What to work on
Select from the data all lines with the word "that".

Items from a dataset
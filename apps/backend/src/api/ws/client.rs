//! WebSocket client message handling - processes messages from clients

use axum::extract::ws::{Message, WebSocket};
use futures::StreamExt;
use std::sync::Arc;
use tokio::sync::{mpsc::UnboundedSender, RwLock};
use tokio::time::Instant;

use crate::engine::hub::Connection;
use crate::engine::Scoreboard;
use crate::errors::ScoreboardError;
use crate::models::api::{ClientMessage, ServerMessage};
use crate::models::domain::{Origin, SessionCode};

use super::SocketState;

/// Handle incoming messages from the client
pub(super) async fn handle_client_messages(
    mut receiver: futures::stream::SplitStream<WebSocket>,
    scoreboard: &Scoreboard,
    connection: Connection,
    socket_state: Arc<RwLock<SocketState>>,
    ack_tx: UnboundedSender<ServerMessage>,
) {
    while let Some(msg) = receiver.next().await {
        match msg {
            Ok(Message::Text(text)) => match serde_json::from_str::<ClientMessage>(&text) {
                Ok(client_msg) => {
                    handle_message(client_msg, scoreboard, &connection, &socket_state, &ack_tx)
                        .await;
                }
                Err(e) => send_error(&ack_tx, &ScoreboardError::from(e)),
            },
            Ok(Message::Pong(_)) => {
                socket_state.write().await.last_pong = Instant::now();
                log::debug!("Received pong from client");
            }
            Ok(Message::Close(frame)) => {
                log::info!("Client sent close frame: {:?}", frame);
                break;
            }
            Err(e) => {
                log::error!("WebSocket error: {}", e);
                break;
            }
            _ => {}
        }
    }
}

async fn handle_message(
    client_msg: ClientMessage,
    scoreboard: &Scoreboard,
    connection: &Connection,
    socket_state: &RwLock<SocketState>,
    ack_tx: &UnboundedSender<ServerMessage>,
) {
    let result = match client_msg {
        ClientMessage::Join { code } => {
            // The joined ack goes through the outbox so it precedes later snapshots
            match scoreboard.join_broadcast(&code, connection.clone()).await {
                Ok(session) => {
                    let mut state = socket_state.write().await;
                    state.joined.insert(session.code);
                    state.last_membership_change = Instant::now();
                    Ok(())
                }
                Err(e) => Err(e),
            }
        }

        ClientMessage::Leave { code } => match scoreboard.leave_broadcast(&code, connection.id()) {
            Ok(was_member) => {
                if let Ok(code) = SessionCode::parse(&code) {
                    let mut state = socket_state.write().await;
                    state.joined.remove(&code);
                    state.last_membership_change = Instant::now();
                    drop(state);

                    if !was_member {
                        log::debug!("Connection {} was not joined to {}", connection.id(), code);
                    }
                    connection.deliver(ServerMessage::Left { code });
                }
                Ok(())
            }
            Err(e) => Err(e),
        },

        ClientMessage::Update {
            code,
            fields,
            operator,
        } => {
            let origin = operator.map(Origin::new).unwrap_or_else(Origin::anonymous);
            scoreboard
                .submit_update(&code, &fields, &origin)
                .await
                .map(|_| ())
        }

        ClientMessage::Clock { code, action } => {
            scoreboard.clock_action(&code, action).await.map(|_| ())
        }

        ClientMessage::Signal { code, signal } => {
            scoreboard.signal(&code, signal).await.map(|_| ())
        }

        ClientMessage::Ping => {
            let _ = ack_tx.send(ServerMessage::Pong);
            Ok(())
        }
    };

    if let Err(e) = result {
        send_error(ack_tx, &e);
    }
}

fn send_error(ack_tx: &UnboundedSender<ServerMessage>, error: &ScoreboardError) {
    log::debug!("Rejected client request: {}", error);
    let _ = ack_tx.send(ServerMessage::Error {
        kind: error.error_code().to_string(),
        message: error.public_message(),
    });
}
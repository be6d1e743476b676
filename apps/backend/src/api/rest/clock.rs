use axum::{
    extract::{rejection::JsonRejection, Path, State},
    Json,
};

use crate::errors::{ErrorResponse, Result};
use crate::models::api::ClockRequest;
use crate::models::domain::ClockReport;
use crate::AppState;

/// Start, pause or reset the session clock
///
/// POST /api/sessions/{code}/clock
///
/// Actions that do not apply in the current state succeed with `applied: false`.
#[utoipa::path(
    post,
    path = "/api/sessions/{code}/clock",
    params(
        ("code" = String, Path, description = "Session code (case-insensitive)")
    ),
    request_body = ClockRequest,
    responses(
        (status = 200, description = "Clock state after the action", body = ClockReport),
        (status = 400, description = "Malformed request body", body = ErrorResponse),
        (status = 404, description = "Session not found", body = ErrorResponse)
    ),
    tag = "clock"
)]
pub async fn clock_action(
    State(state): State<AppState>,
    Path(code): Path<String>,
    payload: std::result::Result<Json<ClockRequest>, JsonRejection>,
) -> Result<Json<ClockReport>> {
    let Json(request) = payload?;
    let report = state
        .scoreboard
        .clock_action(&code, request.action)
        .await?;

    Ok(Json(report))
}
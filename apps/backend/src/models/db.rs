use chrono::{DateTime, Utc};
use sqlx::FromRow;

use super::domain::{ClockPreset, GameClock, Session, SessionCode};

// ============================================================================
// DATABASE ROW TYPES
// ============================================================================

#[derive(Debug, Clone, FromRow)]
pub struct SessionRow {
    pub code: String,
    pub home_name: String,
    pub away_name: String,
    pub home_score: i64,
    pub away_score: i64,
    pub home_fouls: i64,
    pub away_fouls: i64,
    pub home_timeouts: i64,
    pub away_timeouts: i64,
    pub period: i64,
    pub game_clock_seconds: i64,
    pub shot_clock: i64,
    pub home_logo: Option<String>,
    pub away_logo: Option<String>,
    pub ended: bool,
    pub revision: i64,
    pub preset_game_clock_seconds: i64,
    pub preset_shot_clock: i64,
    pub created_at: DateTime<Utc>,
}

fn column<T, U>(name: &str, value: T) -> Result<U, sqlx::Error>
where
    U: TryFrom<T>,
    U::Error: std::error::Error + Send + Sync + 'static,
{
    U::try_from(value).map_err(|e| sqlx::Error::ColumnDecode {
        index: name.to_string(),
        source: Box::new(e),
    })
}

impl TryFrom<SessionRow> for Session {
    type Error = sqlx::Error;

    fn try_from(row: SessionRow) -> Result<Self, Self::Error> {
        let code = SessionCode::parse(&row.code).map_err(|e| sqlx::Error::ColumnDecode {
            index: "code".to_string(),
            source: Box::new(e),
        })?;

        Ok(Session {
            code,
            home_name: row.home_name,
            away_name: row.away_name,
            home_score: column("home_score", row.home_score)?,
            away_score: column("away_score", row.away_score)?,
            home_fouls: column("home_fouls", row.home_fouls)?,
            away_fouls: column("away_fouls", row.away_fouls)?,
            home_timeouts: column("home_timeouts", row.home_timeouts)?,
            away_timeouts: column("away_timeouts", row.away_timeouts)?,
            period: column("period", row.period)?,
            game_clock: GameClock::from_seconds(column("game_clock_seconds", row.game_clock_seconds)?),
            shot_clock: column("shot_clock", row.shot_clock)?,
            home_logo: row.home_logo,
            away_logo: row.away_logo,
            ended: row.ended,
            revision: column("revision", row.revision)?,
            preset: ClockPreset {
                game_clock: GameClock::from_seconds(column(
                    "preset_game_clock_seconds",
                    row.preset_game_clock_seconds,
                )?),
                shot_clock: column("preset_shot_clock", row.preset_shot_clock)?,
            },
            created_at: row.created_at,
        })
    }
}
use axum::{
    body::Body,
    http::{Method, Request, StatusCode},
};
use scoreboard::engine::EngineSettings;
use serde_json::{json, Value};
use tower::ServiceExt; // for `oneshot`

mod utils;
use utils::test_app;

/// Send one request through the router and decode the JSON body
async fn request(app: axum::Router, method: Method, uri: &str, body: Option<Value>) -> (StatusCode, Value) {
    let builder = Request::builder().method(method).uri(uri);
    let request = match body {
        Some(body) => builder
            .header("content-type", "application/json")
            .body(Body::from(body.to_string()))
            .unwrap(),
        None => builder.body(Body::empty()).unwrap(),
    };

    let response = app.oneshot(request).await.unwrap();

    let status = response.status();
    let body = axum::body::to_bytes(response.into_body(), usize::MAX)
        .await
        .unwrap();
    let json: Value = serde_json::from_slice(&body).unwrap_or(Value::Null);

    (status, json)
}

#[tokio::test]
async fn test_health_endpoint() {
    let (app, _) = test_app(EngineSettings::default());

    let (status, body) = request(app, Method::GET, "/api/health", None).await;

    assert_eq!(status, StatusCode::OK);
    assert_eq!(body["message"], "Scoreboard is running!");
}

#[tokio::test]
async fn test_create_session_route() {
    let (app, scoreboard) = test_app(EngineSettings::default());

    let (status, body) = request(
        app,
        Method::POST,
        "/api/sessions",
        Some(json!({"code": "r1", "fields": {"period": 2}})),
    )
    .await;

    assert_eq!(status, StatusCode::CREATED);
    assert_eq!(body["code"], "R1");
    assert_eq!(body["period"], 2);

    let stored = scoreboard
        .get_session("R1")
        .await
        .expect("Session should exist");
    assert_eq!(stored.period, 2);
}

#[tokio::test]
async fn test_create_session_with_clock_sets_reset_values() {
    let (app, scoreboard) = test_app(EngineSettings::default());

    let (status, body) = request(
        app,
        Method::POST,
        "/api/sessions",
        Some(json!({"code": "Q1", "fields": {"game_clock": "12:00", "shot_clock": "30"}})),
    )
    .await;

    assert_eq!(status, StatusCode::CREATED);
    assert_eq!(body["preset"]["game_clock"], "12:00");
    assert_eq!(body["preset"]["shot_clock"], 30);

    scoreboard
        .submit_update(
            "Q1",
            json!({"game_clock": 5}).as_object().unwrap(),
            &scoreboard::models::domain::Origin::anonymous(),
        )
        .await
        .expect("Failed to update");
    let report = scoreboard
        .clock_action("Q1", scoreboard::models::domain::ClockAction::Reset)
        .await
        .expect("Failed to reset");
    assert_eq!(report.session.game_clock.to_string(), "12:00");
}

#[tokio::test]
async fn test_patch_route() {
    let (app, scoreboard) = test_app(EngineSettings::default());
    scoreboard
        .create_session("P1", &serde_json::Map::new())
        .await
        .expect("Failed to create session");

    let (status, body) = request(
        app,
        Method::PATCH,
        "/api/sessions/P1",
        Some(json!({"fields": {"home_timeouts": {"delta": 1}, "ended": true}})),
    )
    .await;

    assert_eq!(status, StatusCode::OK);
    assert_eq!(body["home_timeouts"], 1);
    assert_eq!(body["ended"], true);
}

#[tokio::test]
async fn test_unknown_clock_action_rejected() {
    let (app, scoreboard) = test_app(EngineSettings::default());
    scoreboard
        .create_session("C1", &serde_json::Map::new())
        .await
        .expect("Failed to create session");

    let (status, body) = request(
        app,
        Method::POST,
        "/api/sessions/C1/clock",
        Some(json!({"action": "rewind"})),
    )
    .await;

    assert_eq!(status, StatusCode::BAD_REQUEST);
    assert_eq!(body["code"], "INVALID_REQUEST");
    assert!(body["error"].is_string());
}

#[tokio::test]
async fn test_malformed_bodies_use_error_envelope() {
    let (app, scoreboard) = test_app(EngineSettings::default());
    scoreboard
        .create_session("M1", &serde_json::Map::new())
        .await
        .expect("Failed to create session");

    let cases = [
        (Method::PATCH, "/api/sessions/M1", json!({"fields": [1, 2]})),
        (Method::PATCH, "/api/sessions/M1", json!("home_score")),
        (Method::POST, "/api/sessions", json!({"fields": {}})),
        (Method::POST, "/api/sessions/M1/signal", json!({"signal": "horn"})),
    ];

    for (method, uri, body) in cases {
        let (status, error) = request(app.clone(), method, uri, Some(body.clone())).await;
        assert_eq!(status, StatusCode::BAD_REQUEST, "{} {}", uri, body);
        assert_eq!(error["code"], "INVALID_REQUEST", "{} {}", uri, body);
    }

    let session = scoreboard.get_session("M1").await.expect("Session exists");
    assert_eq!(session.revision, 0);
}

#[tokio::test]
async fn test_unknown_route_404() {
    let (app, _) = test_app(EngineSettings::default());

    let (status, _) = request(app, Method::GET, "/api/nonexistent", None).await;

    assert_eq!(status, StatusCode::NOT_FOUND);
}
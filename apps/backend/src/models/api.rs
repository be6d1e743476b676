use serde::{Deserialize, Serialize};
use serde_json::{Map, Value};
use utoipa::ToSchema;

use super::domain::{ClockAction, Session, SessionCode, SignalKind};

// ============================================================================
// REST API TYPES
// ============================================================================

#[derive(Serialize, ToSchema)]
pub struct ApiResponse {
    pub message: String,
    pub timestamp: u64,
}

/// Create a session, optionally overriding default field values
#[derive(Debug, Serialize, Deserialize, ToSchema)]
pub struct CreateSessionRequest {
    #[schema(example = "ABC1")]
    pub code: String,
    #[serde(default)]
    #[schema(value_type = Object)]
    pub fields: Map<String, Value>,
}

/// Operator field update, e.g. `{"fields": {"home_score": 2}}`
#[derive(Debug, Serialize, Deserialize, ToSchema)]
pub struct UpdateSessionRequest {
    #[schema(value_type = Object)]
    pub fields: Map<String, Value>,
    #[serde(default, skip_serializing_if = "Option::is_none")]
    pub operator: Option<String>,
}

#[derive(Debug, Serialize, Deserialize, ToSchema)]
pub struct ClockRequest {
    pub action: ClockAction,
}

#[derive(Debug, Serialize, Deserialize, ToSchema)]
pub struct SignalRequest {
    pub signal: SignalKind,
}

#[derive(Debug, Serialize, Deserialize, ToSchema)]
pub struct SignalAccepted {
    #[schema(value_type = String)]
    pub code: SessionCode,
    pub signal: SignalKind,
    /// Number of connections the signal was queued for
    pub delivered: usize,
}

// ============================================================================
// WEBSOCKET MESSAGE TYPES (Client → Server)
// ============================================================================

#[derive(Debug, Clone, Serialize, Deserialize)]
#[serde(tag = "type", rename_all = "snake_case")]
pub enum ClientMessage {
    Join {
        code: String,
    },
    Leave {
        code: String,
    },
    Update {
        code: String,
        fields: Map<String, Value>,
        #[serde(default, skip_serializing_if = "Option::is_none")]
        operator: Option<String>,
    },
    Clock {
        code: String,
        action: ClockAction,
    },
    Signal {
        code: String,
        signal: SignalKind,
    },
    Ping,
}

// ============================================================================
// WEBSOCKET MESSAGE TYPES (Server → Client)
// ============================================================================

#[derive(Debug, Clone, PartialEq, Serialize, Deserialize)]
#[serde(tag = "type", rename_all = "snake_case")]
pub enum ServerMessage {
    // Group membership acknowledgments
    Joined { session: Session },
    Left { code: SessionCode },

    // Real-time data updates
    Snapshot { session: Session },
    Signal { code: SessionCode, signal: SignalKind },

    // Connection management
    Error { kind: String, message: String },
    Pong,
}
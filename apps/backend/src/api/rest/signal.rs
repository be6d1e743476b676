use axum::{
    extract::{rejection::JsonRejection, Path, State},
    http::StatusCode,
    Json,
};

use crate::errors::{ErrorResponse, Result};
use crate::models::api::{SignalAccepted, SignalRequest};
use crate::models::domain::SessionCode;
use crate::AppState;

/// Fan a signal (e.g. the buzzer) out to every viewer of a session
#[utoipa::path(
    post,
    path = "/api/sessions/{code}/signal",
    params(
        ("code" = String, Path, description = "Session code (case-insensitive)")
    ),
    request_body = SignalRequest,
    responses(
        (status = 202, description = "Signal queued", body = SignalAccepted),
        (status = 400, description = "Malformed request body", body = ErrorResponse),
        (status = 404, description = "Session not found", body = ErrorResponse)
    ),
    tag = "sessions"
)]
pub async fn send_signal(
    State(state): State<AppState>,
    Path(code): Path<String>,
    payload: std::result::Result<Json<SignalRequest>, JsonRejection>,
) -> Result<(StatusCode, Json<SignalAccepted>)> {
    let Json(request) = payload?;
    let delivered = state.scoreboard.signal(&code, request.signal).await?;

    Ok((
        StatusCode::ACCEPTED,
        Json(SignalAccepted {
            code: SessionCode::parse(&code)?,
            signal: request.signal,
            delivered,
        }),
    ))
}
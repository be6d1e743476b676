//! Write-behind persistence of committed snapshots

use std::collections::HashMap;
use tokio::sync::mpsc;
use tokio::task::JoinHandle;

use super::store::{CommitKind, CommitSink};
use crate::db::Db;
use crate::models::domain::{Session, SessionCode};

/// Commit sink that hands snapshots to a background writer
pub struct SessionRecorder {
    tx: mpsc::UnboundedSender<Session>,
}

impl SessionRecorder {
    /// Spawn the writer task. It runs until every recorder handle is dropped.
    pub fn spawn(db: Db) -> (Self, JoinHandle<()>) {
        let (tx, rx) = mpsc::unbounded_channel();
        let handle = tokio::spawn(run_recorder(db, rx));
        (Self { tx }, handle)
    }
}

impl CommitSink for SessionRecorder {
    fn committed(&self, _kind: CommitKind, session: &Session) {
        if self.tx.send(session.clone()).is_err() {
            log::warn!("Recorder stopped, snapshot of {} not persisted", session.code);
        }
    }
}

async fn run_recorder(db: Db, mut rx: mpsc::UnboundedReceiver<Session>) {
    while let Some(first) = rx.recv().await {
        // Coalesce whatever queued up behind it, keeping the newest snapshot per code
        let mut latest: HashMap<SessionCode, Session> = HashMap::new();
        let mut next = Some(first);
        while let Some(session) = next {
            match latest.get(&session.code) {
                Some(existing) if existing.revision > session.revision => {}
                _ => {
                    latest.insert(session.code.clone(), session);
                }
            }
            next = rx.try_recv().ok();
        }

        for session in latest.into_values() {
            if let Err(e) = db.upsert_session(&session).await {
                log::error!("Failed to persist session {}: {}", session.code, e);
            }
        }
    }

    log::info!("Session recorder stopped");
}
//! WebSocket server message handling - sends messages to clients

use axum::{
    body::Bytes,
    extract::ws::{Message, WebSocket},
};
use futures::SinkExt;
use std::sync::Arc;
use tokio::sync::{
    mpsc::{Receiver, UnboundedReceiver},
    RwLock,
};
use tokio::time::interval;

use crate::models::api::ServerMessage;

use super::{SocketState, WsSettings};

/// Drain the connection outbox and the ack channel into the socket, and run the
/// ping/pong keepalive
pub(super) async fn handle_server_messages(
    mut sender: futures::stream::SplitSink<WebSocket, Message>,
    mut outbox: Receiver<ServerMessage>,
    mut ack_rx: UnboundedReceiver<ServerMessage>,
    socket_state: Arc<RwLock<SocketState>>,
    settings: WsSettings,
) {
    let mut ping_interval = interval(settings.ping_interval);

    loop {
        tokio::select! {
            // Send ping and check for timeouts
            _ = ping_interval.tick() => {
                let state = socket_state.read().await;

                // 1. Check if last pong was too long ago (dead connection)
                if state.last_pong.elapsed() > settings.pong_timeout {
                    log::warn!("No pong received for {:?}, disconnecting client", state.last_pong.elapsed());
                    break;
                }

                // 2. Check if client has joined nothing for too long
                if state.joined.is_empty() && state.last_membership_change.elapsed() > settings.idle_timeout {
                    log::info!("Client joined no session for {:?}, disconnecting", state.last_membership_change.elapsed());
                    break;
                }

                drop(state);

                // 3. Send ping
                if sender.send(Message::Ping(Bytes::new())).await.is_err() {
                    log::error!("Failed to send ping, client disconnected");
                    break;
                }
                log::debug!("Sent ping to client");
            }

            // Direct replies to this client (pong, errors)
            Some(ack) = ack_rx.recv() => {
                if send_json(&mut sender, &ack).await.is_err() {
                    log::error!("Failed to send acknowledgment to client");
                    break;
                }
                log::debug!("Sent acknowledgment: {:?}", ack);
            }

            // Broadcast traffic, in commit order
            message = outbox.recv() => {
                let Some(message) = message else {
                    log::debug!("Outbox closed");
                    break;
                };
                if send_json(&mut sender, &message).await.is_err() {
                    log::error!("Failed to send message to client");
                    break;
                }
            }
        }
    }
}

async fn send_json(
    sender: &mut futures::stream::SplitSink<WebSocket, Message>,
    message: &ServerMessage,
) -> Result<(), axum::Error> {
    match serde_json::to_string(message) {
        Ok(json) => sender.send(Message::Text(json.into())).await,
        Err(e) => {
            log::error!("Failed to serialize server message: {}", e);
            Ok(())
        }
    }
}
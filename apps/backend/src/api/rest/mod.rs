use axum::{
    routing::{get, post},
    Router,
};
use utoipa::OpenApi;
use utoipa_swagger_ui::SwaggerUi;

use crate::errors::ErrorResponse;
use crate::models::api::{
    ClockRequest, CreateSessionRequest, SignalAccepted, SignalRequest, UpdateSessionRequest,
};
use crate::models::domain::{ClockAction, ClockPreset, ClockReport, ClockState, Session, SignalKind};
use crate::models::ApiResponse;
use crate::AppState;

pub mod clock;
pub mod health;
pub mod sessions;
pub mod signal;

#[derive(OpenApi)]
#[openapi(
    info(
        title = "Scoreboard API",
        version = "0.1.0",
        description = "Operator and viewer API for live scoreboards"
    ),
    paths(
        health::health_check,
        sessions::create_session,
        sessions::get_session,
        sessions::update_session,
        clock::clock_action,
        signal::send_signal,
    ),
    components(
        schemas(
            ApiResponse,
            ErrorResponse,
            Session,
            ClockPreset,
            ClockAction,
            ClockState,
            ClockReport,
            SignalKind,
            CreateSessionRequest,
            UpdateSessionRequest,
            ClockRequest,
            SignalRequest,
            SignalAccepted
        )
    ),
    tags(
        (name = "api", description = "General API endpoints"),
        (name = "sessions", description = "Session lifecycle and operator updates"),
        (name = "clock", description = "Game and shot clock control")
    )
)]
pub struct ApiDoc;

pub fn create_rest() -> Router<AppState> {
    Router::new()
        .route("/api/health", get(health::health_check))
        .route("/api/sessions", post(sessions::create_session))
        .route(
            "/api/sessions/{code}",
            get(sessions::get_session).patch(sessions::update_session),
        )
        .route("/api/sessions/{code}/clock", post(clock::clock_action))
        .route("/api/sessions/{code}/signal", post(signal::send_signal))
        .merge(SwaggerUi::new("/api/docs").url("/api/openapi.json", ApiDoc::openapi()))
}
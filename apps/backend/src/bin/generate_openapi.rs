use std::fs;
use utoipa::OpenApi;

use scoreboard::api::rest::ApiDoc;

fn main() {
    println!("Generating OpenAPI specification...");

    let openapi_spec = ApiDoc::openapi();
    let openapi_json =
        serde_json::to_string_pretty(&openapi_spec).expect("Failed to serialize OpenAPI spec");

    // Defaults to the crate directory; pass a path to write elsewhere
    let output_path = std::env::args()
        .nth(1)
        .unwrap_or_else(|| "openapi.json".to_string());
    if let Err(e) = fs::write(&output_path, &openapi_json) {
        eprintln!("Error: Could not write {}: {}", output_path, e);
        std::process::exit(1);
    }

    println!("✅ Generated {}", output_path);
    println!("📄 {} bytes written", openapi_json.len());
}
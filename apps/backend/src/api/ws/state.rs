//! WebSocket connection state management

use std::collections::HashSet;
use tokio::time::Instant;

use crate::models::domain::SessionCode;

/// Shared state for a WebSocket connection
pub(crate) struct SocketState {
    pub(crate) joined: JoinedSet,
    pub(crate) last_pong: Instant,
    pub(crate) last_membership_change: Instant,
}

impl SocketState {
    pub(crate) fn new() -> Self {
        Self {
            joined: JoinedSet::default(),
            last_pong: Instant::now(),
            last_membership_change: Instant::now(),
        }
    }
}

/// Sessions this socket has joined, mirrored locally so the idle check does
/// not need to ask the hub
#[derive(Debug, Default)]
pub(crate) struct JoinedSet {
    codes: HashSet<SessionCode>,
}

impl JoinedSet {
    pub(crate) fn insert(&mut self, code: SessionCode) -> bool {
        self.codes.insert(code)
    }

    pub(crate) fn remove(&mut self, code: &SessionCode) -> bool {
        self.codes.remove(code)
    }

    pub(crate) fn is_empty(&self) -> bool {
        self.codes.is_empty()
    }
}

Written answer
/// Actions that do not apply in the current state succeed with `applied: false`.
/// Commit sink that hands snapshots to a background writer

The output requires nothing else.